Duecentocinquanta pasti giornalieri invece dei soli venti/trenta. Così: "Sos. Ci serve l'aiuto di tutti. Cibo confezionato: brioches, formaggini, pane, biscotti, succhi di frutta, zucchero, acqua, banane, mele. Aiutateci, vi aspettiamo all'hub in via Sammartini 120. Possiamo solo ricambiare con un sorriso!". E' disperato l'appello che giunge attraverso i social da SOS ERM Emergenza Rifugiati Milano, l'associazione di volontari che da tre anni dà prima assistenza ai migranti in arrivo a Milano per altre destinazioni. Ma oggi qualcosa è cambiato. In peggio, perché Milano non è più una città di transito ma la destinazione finale e non si può più parlare di emergenza. "Lo Stato deve mettere mano a questa situazione", afferma la presidente Susy Iovieno, che aggiunge: "Per loro di lavoro ce n'è".

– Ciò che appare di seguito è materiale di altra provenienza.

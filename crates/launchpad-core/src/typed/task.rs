//! Task trait - 型付き payload と TaskType の対応付け
//!
//! # 学習ポイント
//! - Associated Constants (`const TYPE`)
//! - Trait bounds の組み合わせ (Serialize + DeserializeOwned + Send + Sync + 'static)

use serde::Serialize;
use serde::de::DeserializeOwned;

use crate::domain::TaskType;

/// Task は payload 型と TaskType を対応付ける
///
/// ```ignore
/// #[derive(Serialize, Deserialize)]
/// struct AutoPublishTask {
///     game_id: GameId,
///     publish_time: DateTime<Utc>,
/// }
///
/// impl Task for AutoPublishTask {
///     const TYPE: TaskType = TaskType::GameAutoPublish;
/// }
/// ```
///
/// ストア上の content は PayloadCodec で bytes に変換されます。
pub trait Task: Serialize + DeserializeOwned + Send + Sync + 'static {
    const TYPE: TaskType;
}
#[cfg(test)]
mod tests {
    use super::*;
    use crate::app::retry::RetryPolicy;
    use crate::domain::TaskStatus;
    use crate::impls::InMemoryStore;
    use crate::ports::{FixedClock, SystemClock, TxOp, UnitOfWork};
    use crate::typed::handler::fixtures::{
        FlakyHandler, OtherSampleHandler, PanickingHandler, SampleHandler,
    };
    use crate::typed::task::fixtures::{OtherSampleTask, SampleTask};
    use chrono::{TimeDelta, TimeZone};
    use std::time::Duration;

    fn fixed_engine() -> (TaskEngine, InMemoryStore, Arc<FixedClock>) {
        let clock = Arc::new(FixedClock::new(
            Utc.with_ymd_and_hms(2024, 6, 1, 0, 0, 0).unwrap(),
        ));
        let store = InMemoryStore::new(clock.clone());
        let engine = TaskEngine::new(Arc::new(store.clone()), clock.clone(), EngineConfig::default());
        (engine, store, clock)
    }

    fn fast_config() -> EngineConfig {
        EngineConfig {
            init_delay: Duration::ZERO,
            idle_poll_interval: Duration::from_millis(20),
            error_sleep_interval: Duration::from_millis(10),
            retry_policy: RetryPolicy::new(vec![Duration::from_millis(10)]),
            ..EngineConfig::default()
        }
    }

    fn live_engine() -> (TaskEngine, InMemoryStore) {
        let clock: Arc<dyn Clock> = Arc::new(SystemClock);
        let store = InMemoryStore::new(clock.clone());
        let engine = TaskEngine::new(Arc::new(store.clone()), clock, fast_config());
        (engine, store)
    }

    async fn wait_for_status(store: &InMemoryStore, status: TaskStatus) -> bool {
        let poll = async {
            loop {
                let tasks = store.list_tasks(TaskType::GameAutoPublish).await.unwrap();
                if tasks.iter().any(|t| t.status == status) {
                    return;
                }
                tokio::time::sleep(Duration::from_millis(10)).await;
            }
        };
        tokio::time::timeout(Duration::from_secs(5), poll).await.is_ok()
    }

    #[test]
    fn duplicate_registration_is_an_error() {
        let (engine, _, _) = fixed_engine();
        engine.register::<SampleTask, _>(SampleHandler).unwrap();

        let err = engine.register::<SampleTask, _>(SampleHandler).unwrap_err();
        assert!(matches!(err, EngineError::DuplicateHandler(TaskType::GameAutoPublish)));
        assert_eq!(err.kind(), ErrorKind::Configuration);
    }

    #[tokio::test]
    async fn missing_expected_handlers_fail_fast() {
        let (engine, _, _) = fixed_engine();
        engine.register::<SampleTask, _>(SampleHandler).unwrap();
        engine.expect_task_types(&TaskType::ALL);

        let err = engine.start().unwrap_err();
        assert!(matches!(
            err,
            EngineError::MissingHandlers(ref missing) if missing == &vec![TaskType::GameNotifyReservedUsers]
        ));
        assert!(!engine.is_started());

        engine
            .register::<OtherSampleTask, _>(OtherSampleHandler)
            .unwrap();
        let workers = engine.start().unwrap();
        assert_eq!(workers.len(), 3);
        workers.shutdown_and_join().await;
    }

    #[tokio::test]
    async fn engine_starts_only_once() {
        let (engine, _, _) = fixed_engine();
        engine.register::<SampleTask, _>(SampleHandler).unwrap();
        let workers = engine.start().unwrap();
        assert!(engine.is_started());

        assert!(matches!(engine.start(), Err(EngineError::AlreadyStarted)));
        assert!(matches!(
            engine.register::<OtherSampleTask, _>(OtherSampleHandler),
            Err(EngineError::AlreadyStarted)
        ));
        workers.shutdown_and_join().await;
    }

    #[test]
    fn add_task_stages_inserts_in_the_transaction() {
        let (engine, _, clock) = fixed_engine();
        let mut tx = Transaction::new();
        let later = clock.now() + TimeDelta::hours(2);

        engine
            .add_task(&mut tx, TaskType::GameNotifyReservedUsers, None, b"{\"game_id\":1}".to_vec())
            .unwrap();
        engine
            .schedule(&mut tx, Some("sample".into()), &SampleTask { value: 3 }, later)
            .unwrap();

        let ops = tx.into_ops();
        assert_eq!(ops.len(), 2);
        match (&ops[0], &ops[1]) {
            (TxOp::InsertTask(now_task), TxOp::InsertTask(later_task)) => {
                assert_eq!(now_task.next_retry_time, clock.now());
                assert_eq!(later_task.next_retry_time, later);
                assert_eq!(later_task.task_type, TaskType::GameAutoPublish);
                assert_eq!(later_task.custom_id.as_deref(), Some("sample"));
            }
            other => panic!("unexpected ops: {other:?}"),
        }
    }

    #[test]
    fn non_json_content_is_rejected() {
        let (engine, _, _) = fixed_engine();
        let mut tx = Transaction::new();
        let err = engine
            .add_task(&mut tx, TaskType::GameAutoPublish, None, b"\xff\xfe".to_vec())
            .unwrap_err();
        assert!(matches!(err, EngineError::InvalidContent(_)));
        assert!(tx.is_empty());
    }

    #[tokio::test]
    async fn wake_up_never_blocks() {
        let (engine, _, _) = fixed_engine();
        // 起動前: ログだけ
        engine.wake_up(TaskType::GameAutoPublish);

        engine.register::<SampleTask, _>(SampleHandler).unwrap();
        let workers = engine.start().unwrap();
        for _ in 0..(engine.config().wake_capacity * 2) {
            engine.wake_up(TaskType::GameAutoPublish);
        }
        // 未登録の TaskType
        engine.wake_up(TaskType::GameNotifyReservedUsers);
        workers.shutdown_and_join().await;
    }

    #[tokio::test]
    async fn workers_process_and_retry_committed_tasks() {
        let (engine, store) = live_engine();
        engine
            .register::<SampleTask, _>(FlakyHandler::new(2))
            .unwrap();
        let workers = engine.start().unwrap();

        let mut tx = Transaction::new();
        engine
            .enqueue(&mut tx, Some("sample-1".into()), &SampleTask { value: 1 })
            .unwrap();
        store.commit(tx).await.unwrap();
        engine.wake_up(TaskType::GameAutoPublish);

        assert!(wait_for_status(&store, TaskStatus::Success).await);
        let task = &store.list_tasks(TaskType::GameAutoPublish).await.unwrap()[0];
        assert_eq!(task.retry_count, 2);

        let counts = engine.counts().await.unwrap();
        assert_eq!(counts.succeeded, 1);
        workers.shutdown_and_join().await;
    }

    #[tokio::test]
    async fn panicking_handler_halts_only_its_worker() {
        let (engine, store) = live_engine();
        engine.register::<SampleTask, _>(PanickingHandler).unwrap();
        let workers = engine.start().unwrap();

        let mut tx = Transaction::new();
        engine.enqueue(&mut tx, None, &SampleTask { value: 9 }).unwrap();
        store.commit(tx).await.unwrap();
        engine.wake_up(TaskType::GameAutoPublish);

        // claim 済みのまま残る（回収ループの対象）
        assert!(wait_for_status(&store, TaskStatus::Processing).await);
        tokio::time::sleep(Duration::from_millis(50)).await;
        let task = &store.list_tasks(TaskType::GameAutoPublish).await.unwrap()[0];
        assert_eq!(task.status, TaskStatus::Processing);

        // 以後の wake-up は閉じたメールボックスに当たるだけ
        engine.wake_up(TaskType::GameAutoPublish);
        tokio::time::timeout(Duration::from_secs(5), workers.shutdown_and_join())
            .await
            .unwrap();
    }
}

"I profughi che sbarcano lasciano in Italia le impronte e perdono la speranza di andare all'estero, sanno che le frontiere sono chiuse", continua Iovieno. "Alcuni finiscono nei centri in provincia - spiega - ma come fanno a integrarsi se non sanno l'italiano? Vagano tutto il giorno, capisco la loro disperazione e l'insofferenza degli abitanti". Con in primis il capoluogo lombardo che nelle ultime settimane si sta trasformando in un grande campo profughi a cielo aperto.
"Su duecento che arrivano, in prevalenza eritrei e sudanesi, in media la metà resta. Sanno di non riuscire a superare facilmente le frontiere e, identificati in Italia, non resta loro che chiedere asilo ma è più facile che finiscano in mano a sfruttatori e malavita", racconta Iovieno.
"So che il Comune sta cercando nuovi spazi, i centri che fino a poco fa erano 'temporanei' ora hanno ospiti fissi: 450 solo al Corelli; noi grazie alle donazioni riusciamo ancora a garantire cibo: questa città ha sempre un cuore grande; solo oggi 250 pasti serviti; ma non basta, i loro occhi restano vuoti".
Qual è la soluzione? "E' il momento di un intervento strutturale forte a livello statale: diamo istruzione, non bastano due ore al giorno per insegnare loro l'italiano e lasciarli vagare tutto il giorno persi e disperati. Prendiamo ispirazione dai modelli tedesco o svedese: cinque ore di lingua al giorno; solo così dopo l'anno di assistenza non ce li ritroveremo tutti per strada quando non sarà più sufficiente poter tamponare la situazione con il panino o la brioche".
"Di lavoro ce n'è per loro, badanti, macellai, nei negozi di stranieri, negli autolavaggi, tutto quello che non vogliono fare gli italiani - continua - ma non conoscendo la lingua vengono sfruttati o possono finire nella malavita facilmente". "Grazie alle donazioni e alla rete di solidarietà - conclude Iovieno - riusciamo a tamponare. Ma vogliamo unirci a tutte le associazioni, locali e nazionali, per un appello al governo: Basta, questo sistema non funziona, Milano è al collasso".